In the procedure set forth by the CASE Act, those accused of infringement would be notified of a claim against them and have the ability to “opt out” of the process. The voluntary nature of the process adheres to Supreme Court precedent and is entirely consistent with Article III of the Constitution.
Critics of the CASE Act have also pushed for the small claims process to be “opt in,” rather than “opt out,” meaning that unless a defendant actively agrees to participate, the case cannot go forward. Essentially, a defendant could ignore any notice of a claim against them without consequence, drastically weakening the small claims process the CASE Act seeks to promote. It’s a brazen proposal, and it’s one that elevates a culture of casual misappropriation and disregard for small creators above a culture that promotes respect for the property rights of others.
The groups challenging the CASE Act represent tech companies that rely on the content and creative works of others to thrive, and the fight for the CASE Act has become a battle between these dominant entities and exploited creators. As these tech companies have consolidated wealth and power in ways few thought possible, they’ve garnered considerable influence in Washington, and they are working to shut down the first opportunity individuals and small businesses in the arts have to enjoy the fruits of their constitutionally guaranteed property right.

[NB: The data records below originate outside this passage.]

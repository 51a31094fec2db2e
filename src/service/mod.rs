//! 服务模块

pub mod password_service;

pub use password_service::UniquePasswordService;
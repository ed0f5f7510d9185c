use crate::paint::Color;
use crate::render::geometry::{TRIANGLE_VERTICES, Vertex, VertexGeometry};
use crate::render::pipeline::{self, PipelineError, ShaderProgram};

pub const VERTEX_SHADER: &str = include_str!("shaders/triangle.vert.wgsl");
pub const FRAGMENT_SHADER: &str = include_str!("shaders/triangle.frag.wgsl");

/// Color the frame is cleared to before the triangle is drawn.
pub const CLEAR_COLOR: Color = Color::rgba(0.0, 0.0, 1.0, 1.0);

/// Color written by the fragment stage (mirrors `FILL_COLOR` in the shader).
pub const FILL_COLOR: Color = Color::rgba(1.0, 0.5, 0.2, 1.0);

/// Draws the fixed triangle with the fixed shader pair.
///
/// All GPU resources are created once in [`new`](Self::new) and live as long
/// as the renderer.
pub struct TriangleRenderer {
    program: ShaderProgram,
    geometry: VertexGeometry,
}

impl TriangleRenderer {
    /// Builds the shader program and uploads the vertex data.
    ///
    /// Fails if either stage does not compile or the program does not link;
    /// no GPU objects are created in that case.
    pub fn new(
        device: &wgpu::Device,
        surface_format: wgpu::TextureFormat,
    ) -> Result<Self, PipelineError> {
        let linked = pipeline::build_program(VERTEX_SHADER, FRAGMENT_SHADER, Vertex::LAYOUT)?;

        let program = ShaderProgram::new(device, "prism triangle pipeline", &linked, surface_format);
        let geometry = VertexGeometry::upload(device, "prism triangle vbo", &TRIANGLE_VERTICES);

        Ok(Self { program, geometry })
    }

    /// Draws into a pass that is already cleared and has its viewport set.
    pub fn render(&self, pass: &mut wgpu::RenderPass<'_>) {
        pass.set_pipeline(self.program.pipeline());
        self.geometry.bind(pass);
        pass.draw(0..self.geometry.vertex_count(), 0..1);
    }
}

#[cfg(test)]
mod tests {
    use super::*;

    #[test]
    fn shader_fill_matches_fill_color() {
        assert!(FRAGMENT_SHADER.contains("vec4<f32>(1.0, 0.5, 0.2, 1.0)"));
        assert_eq!(FILL_COLOR, Color::rgba(1.0, 0.5, 0.2, 1.0));
    }

    #[test]
    fn clear_color_is_opaque_blue() {
        assert_eq!(CLEAR_COLOR, Color::rgba(0.0, 0.0, 1.0, 1.0));
    }

    #[test]
    fn fixed_sources_build_a_program() {
        assert!(pipeline::build_program(VERTEX_SHADER, FRAGMENT_SHADER, Vertex::LAYOUT).is_ok());
    }
}
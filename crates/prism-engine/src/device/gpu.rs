use anyhow::{Context, Result};
use wgpu::SurfaceError;
use winit::dpi::PhysicalSize;
use winit::window::Window;

/// Frames the presentation engine may queue ahead of the GPU.
const FRAME_LATENCY: u32 = 2;

/// Surface choices made once at startup.
#[derive(Debug, Clone)]
pub struct GpuInit {
    /// Pick an sRGB swapchain format when one exists. When false, a linear
    /// format is preferred so fragment outputs reach the screen unchanged.
    pub prefer_srgb: bool,

    /// `Fifo` blocks presentation on vertical sync.
    pub present_mode: wgpu::PresentMode,
}

impl Default for GpuInit {
    fn default() -> Self {
        Self {
            prefer_srgb: true,
            present_mode: wgpu::PresentMode::Fifo,
        }
    }
}

/// What to do after the swapchain refused to hand out a texture.
#[derive(Debug, Copy, Clone, Eq, PartialEq)]
pub enum Recovery {
    /// Configure the surface again and try on the next redraw.
    Reconfigure,
    /// Drop this frame only.
    Skip,
    /// Stop the render loop.
    Fatal,
}

impl Recovery {
    pub fn for_error(err: &SurfaceError) -> Self {
        match err {
            SurfaceError::Lost | SurfaceError::Outdated => Recovery::Reconfigure,
            SurfaceError::Timeout | SurfaceError::Other => Recovery::Skip,
            SurfaceError::OutOfMemory => Recovery::Fatal,
        }
    }
}

/// Swapchain texture being drawn this iteration, with its encoder.
pub struct Frame {
    texture: wgpu::SurfaceTexture,
    pub view: wgpu::TextureView,
    pub encoder: wgpu::CommandEncoder,
}

/// Outcome of [`Gpu::acquire`].
pub enum Acquired {
    Ready(Frame),
    Skipped,
    Fatal,
}

/// Device, queue and the window's swapchain.
///
/// `'w` ties the surface to the window it presents into.
pub struct Gpu<'w> {
    surface: wgpu::Surface<'w>,
    device: wgpu::Device,
    queue: wgpu::Queue,
    config: wgpu::SurfaceConfiguration,
}

impl<'w> Gpu<'w> {
    pub async fn new(window: &'w Window, init: GpuInit) -> Result<Self> {
        let size = window.inner_size();
        anyhow::ensure!(size.width > 0 && size.height > 0, "window has zero size");

        let instance = wgpu::Instance::new(&wgpu::InstanceDescriptor::default());
        let surface = instance
            .create_surface(window)
            .context("failed to create wgpu surface")?;

        let adapter = instance
            .request_adapter(&wgpu::RequestAdapterOptions {
                compatible_surface: Some(&surface),
                ..Default::default()
            })
            .await
            .context("no GPU adapter can present to this window")?;

        let info = adapter.get_info();
        log::info!("adapter: {} ({:?})", info.name, info.backend);

        let (device, queue) = adapter
            .request_device(&wgpu::DeviceDescriptor {
                label: Some("prism device"),
                ..Default::default()
            })
            .await
            .context("failed to open GPU device")?;

        let caps = surface.get_capabilities(&adapter);
        let format = pick_format(&caps.formats, init.prefer_srgb)
            .context("surface reports no formats")?;

        let config = wgpu::SurfaceConfiguration {
            usage: wgpu::TextureUsages::RENDER_ATTACHMENT,
            format,
            width: size.width,
            height: size.height,
            present_mode: init.present_mode,
            alpha_mode: caps
                .alpha_modes
                .first()
                .copied()
                .unwrap_or(wgpu::CompositeAlphaMode::Auto),
            view_formats: vec![],
            desired_maximum_frame_latency: FRAME_LATENCY,
        };
        surface.configure(&device, &config);
        log::debug!("swapchain {format:?} {}x{}", size.width, size.height);

        Ok(Self {
            surface,
            device,
            queue,
            config,
        })
    }

    pub fn device(&self) -> &wgpu::Device {
        &self.device
    }

    pub fn surface_format(&self) -> wgpu::TextureFormat {
        self.config.format
    }

    /// Follows the window size. A zero dimension leaves the swapchain as it is
    /// until the window is restored.
    pub fn resize(&mut self, size: PhysicalSize<u32>) {
        if size.width == 0 || size.height == 0 {
            return;
        }
        self.config.width = size.width;
        self.config.height = size.height;
        self.surface.configure(&self.device, &self.config);
    }

    /// Takes the next swapchain texture, recovering from a stale surface.
    pub fn acquire(&mut self) -> Acquired {
        let texture = match self.surface.get_current_texture() {
            Ok(t) => t,
            Err(err) => {
                log::debug!("swapchain texture unavailable: {err}");
                return match Recovery::for_error(&err) {
                    Recovery::Reconfigure => {
                        self.surface.configure(&self.device, &self.config);
                        Acquired::Skipped
                    }
                    Recovery::Skip => Acquired::Skipped,
                    Recovery::Fatal => Acquired::Fatal,
                };
            }
        };

        let view = texture.texture.create_view(&Default::default());
        let encoder = self
            .device
            .create_command_encoder(&wgpu::CommandEncoderDescriptor {
                label: Some("prism frame"),
            });

        Acquired::Ready(Frame {
            texture,
            view,
            encoder,
        })
    }

    /// Submits the recorded commands and swaps the frame onto the screen.
    pub fn present(&self, frame: Frame) {
        let Frame {
            texture, encoder, ..
        } = frame;
        self.queue.submit([encoder.finish()]);
        texture.present();
    }
}

/// First format whose sRGB-ness matches the preference, else the first one offered.
fn pick_format(formats: &[wgpu::TextureFormat], srgb: bool) -> Option<wgpu::TextureFormat> {
    formats
        .iter()
        .find(|f| f.is_srgb() == srgb)
        .or(formats.first())
        .copied()
}

#[cfg(test)]
mod tests {
    use super::*;
    use wgpu::TextureFormat as F;

    #[test]
    fn linear_format_preferred_when_srgb_disabled() {
        let offered = [F::Bgra8UnormSrgb, F::Bgra8Unorm];
        assert_eq!(pick_format(&offered, false), Some(F::Bgra8Unorm));
        assert_eq!(pick_format(&offered, true), Some(F::Bgra8UnormSrgb));
    }

    #[test]
    fn first_format_when_preference_unavailable() {
        assert_eq!(pick_format(&[F::Rgba8UnormSrgb], false), Some(F::Rgba8UnormSrgb));
        assert_eq!(pick_format(&[], false), None);
    }

    #[test]
    fn stale_surface_is_reconfigured() {
        assert_eq!(Recovery::for_error(&SurfaceError::Lost), Recovery::Reconfigure);
        assert_eq!(Recovery::for_error(&SurfaceError::Outdated), Recovery::Reconfigure);
    }

    #[test]
    fn only_out_of_memory_stops_the_loop() {
        assert_eq!(Recovery::for_error(&SurfaceError::Timeout), Recovery::Skip);
        assert_eq!(Recovery::for_error(&SurfaceError::Other), Recovery::Skip);
        assert_eq!(Recovery::for_error(&SurfaceError::OutOfMemory), Recovery::Fatal);
    }
}
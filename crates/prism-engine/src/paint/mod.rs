//! Color values shared by the runtime and renderers.

pub mod color;

pub use color::Color;
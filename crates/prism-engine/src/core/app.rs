use crate::input::{InputState, Key};

use super::ctx::FrameCtx;

/// Control directive returned by app callbacks.
#[derive(Debug, Copy, Clone, Eq, PartialEq)]
pub enum AppControl {
    Continue,
    Exit,
}

/// Render loop lifecycle.
///
/// `Closing` is terminal: once requested, the loop exits at the next check.
#[derive(Debug, Copy, Clone, Default, Eq, PartialEq)]
pub enum LoopState {
    #[default]
    Running,
    Closing,
}

impl LoopState {
    pub fn request_close(&mut self) {
        *self = LoopState::Closing;
    }

    pub fn is_closing(self) -> bool {
        self == LoopState::Closing
    }

    /// Exit-key check run once per iteration, before anything is drawn.
    pub fn check_input(&mut self, input: &InputState) {
        if input.key_down(Key::Escape) {
            self.request_close();
        }
    }
}

/// Drawing side of the render loop; the runtime owns everything else.
pub trait App {
    /// Called once per iteration that is still running.
    fn on_frame(&mut self, ctx: &mut FrameCtx<'_, '_>) -> AppControl;
}

#[cfg(test)]
mod tests {
    use super::*;
    use crate::input::{InputEvent, KeyState};

    fn press(state: &mut InputState, key: Key) {
        state.apply_event(InputEvent::Key {
            key,
            state: KeyState::Pressed,
        });
    }

    #[test]
    fn escape_closes_in_the_same_iteration() {
        let mut input = InputState::default();
        let mut state = LoopState::default();

        state.check_input(&input);
        assert_eq!(state, LoopState::Running);

        press(&mut input, Key::Escape);
        state.check_input(&input);
        assert!(state.is_closing());
    }

    #[test]
    fn other_keys_keep_running() {
        let mut input = InputState::default();
        let mut state = LoopState::Running;

        press(&mut input, Key::Unknown(42));
        state.check_input(&input);
        assert_eq!(state, LoopState::Running);
    }

    #[test]
    fn closing_is_terminal() {
        let mut state = LoopState::Running;
        state.request_close();
        state.check_input(&InputState::default());
        assert!(state.is_closing());
    }
}
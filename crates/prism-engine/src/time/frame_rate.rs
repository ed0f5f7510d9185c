use std::fmt;
use std::time::Duration;

use super::clock::{Clock, MonotonicClock};

/// Default minimum time between two samples.
pub const DEFAULT_SAMPLE_INTERVAL: Duration = Duration::from_millis(250);

/// One frame-rate measurement.
#[derive(Debug, Copy, Clone, PartialEq)]
pub struct FrameRateSample {
    /// Frames presented per second over the sampled window.
    pub fps: f64,

    /// Average frame time in milliseconds (`1000 / fps`).
    pub frame_time_ms: f64,

    /// Frames counted in the sampled window.
    pub frames: u32,

    /// Length of the sampled window in seconds.
    pub elapsed: f64,
}

impl FrameRateSample {
    /// Window title text for this sample.
    pub fn title(&self) -> String {
        self.to_string()
    }
}

impl fmt::Display for FrameRateSample {
    fn fmt(&self, f: &mut fmt::Formatter<'_>) -> fmt::Result {
        write!(f, "FPS: {:.3} Frame Time: {:.3}(ms)", self.fps, self.frame_time_ms)
    }
}

/// Counts presented frames and periodically derives the frame rate.
///
/// Owned by the loop driver; call [`frame`](Self::frame) once per presented frame.
/// The sampling interval is a minimum: a sample is produced on the first frame
/// at or after `interval` seconds since the previous one.
#[derive(Debug)]
pub struct FrameRateReporter<C = MonotonicClock> {
    clock: C,
    interval: f64,
    last_sample: f64,
    frames: u32,
}

impl FrameRateReporter<MonotonicClock> {
    pub fn new(interval: Duration) -> Self {
        Self::with_clock(MonotonicClock::new(), interval)
    }
}

impl<C: Clock> FrameRateReporter<C> {
    /// Creates a reporter whose first window starts at the clock's current time.
    pub fn with_clock(clock: C, interval: Duration) -> Self {
        let last_sample = clock.now_secs();
        Self {
            clock,
            interval: interval.as_secs_f64(),
            last_sample,
            frames: 0,
        }
    }

    /// Frames counted since the last sample.
    pub fn pending_frames(&self) -> u32 {
        self.frames
    }

    /// Records one presented frame; returns a sample when the interval has elapsed.
    pub fn frame(&mut self) -> Option<FrameRateSample> {
        self.frames = self.frames.saturating_add(1);

        let now = self.clock.now_secs();
        let elapsed = now - self.last_sample;
        if elapsed < self.interval || elapsed <= 0.0 {
            return None;
        }

        let fps = self.frames as f64 / elapsed;
        let sample = FrameRateSample {
            fps,
            frame_time_ms: 1000.0 / fps,
            frames: self.frames,
            elapsed,
        };

        self.last_sample = now;
        self.frames = 0;

        Some(sample)
    }
}

#[cfg(test)]
mod tests {
    use super::*;
    use std::cell::Cell;

    /// Advances by a fixed step every time it is read.
    struct SteppingClock {
        t: Cell<f64>,
        step: f64,
    }

    impl SteppingClock {
        fn new(step: f64) -> Self {
            Self { t: Cell::new(0.0), step }
        }
    }

    impl Clock for SteppingClock {
        fn now_secs(&self) -> f64 {
            let now = self.t.get();
            self.t.set(now + self.step);
            now
        }
    }

    /// Only moves when told to.
    #[derive(Default)]
    struct ManualClock {
        t: Cell<f64>,
    }

    impl ManualClock {
        fn advance(&self, secs: f64) {
            self.t.set(self.t.get() + secs);
        }
    }

    impl Clock for ManualClock {
        fn now_secs(&self) -> f64 {
            self.t.get()
        }
    }

    #[test]
    fn quarter_second_steps_sample_every_frame() {
        let mut reporter = FrameRateReporter::with_clock(SteppingClock::new(0.25), DEFAULT_SAMPLE_INTERVAL);

        for _ in 0..8 {
            let sample = reporter.frame().expect("a sample per call");
            assert_eq!(sample.frames, 1);
            assert_eq!(sample.fps, 1.0 / 0.25);
            assert_eq!(sample.frame_time_ms, 250.0);
            assert_eq!(reporter.pending_frames(), 0);
        }
    }

    #[test]
    fn frames_accumulate_until_interval_elapses() {
        let clock = ManualClock::default();
        let mut reporter = FrameRateReporter::with_clock(&clock, DEFAULT_SAMPLE_INTERVAL);

        for _ in 0..9 {
            clock.advance(0.01);
            assert!(reporter.frame().is_none());
        }
        assert_eq!(reporter.pending_frames(), 9);

        clock.advance(0.17);
        let sample = reporter.frame().expect("interval reached");
        assert_eq!(sample.frames, 10);
        assert!((sample.elapsed - 0.26).abs() < 1e-9);
        assert!((sample.fps - 10.0 / 0.26).abs() < 1e-6);
        assert_eq!(reporter.pending_frames(), 0);
    }

    #[test]
    fn interval_is_a_minimum() {
        let clock = ManualClock::default();
        let mut reporter = FrameRateReporter::with_clock(&clock, DEFAULT_SAMPLE_INTERVAL);

        clock.advance(0.2);
        assert!(reporter.frame().is_none());

        clock.advance(0.3);
        let sample = reporter.frame().expect("late sample still reported");
        assert!((sample.elapsed - 0.5).abs() < 1e-9);
        assert!((sample.fps - 4.0).abs() < 1e-9);
    }

    #[test]
    fn frozen_clock_never_samples() {
        let clock = ManualClock::default();
        let mut reporter = FrameRateReporter::with_clock(&clock, Duration::ZERO);
        assert!(reporter.frame().is_none());
        assert!(reporter.frame().is_none());
        assert_eq!(reporter.pending_frames(), 2);
    }

    #[test]
    fn title_uses_three_decimals() {
        let sample = FrameRateSample {
            fps: 59.94,
            frame_time_ms: 1000.0 / 59.94,
            frames: 15,
            elapsed: 0.25,
        };
        assert_eq!(sample.title(), "FPS: 59.940 Frame Time: 16.683(ms)");
    }
}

The tide is turning in the way we interact with technology and the internet and what we as a society expect from the companies that control our digital existence. Business models that enable companies to profit off intellectual property theft must be challenged. It’s not particularly surprising that these new global titans would resist efforts like the CASE Act that plan to inject accountability into cyber space, but let’s not be fooled by empty arguments aimed at distracting us from moving towards a greater respect for creators in the digital age.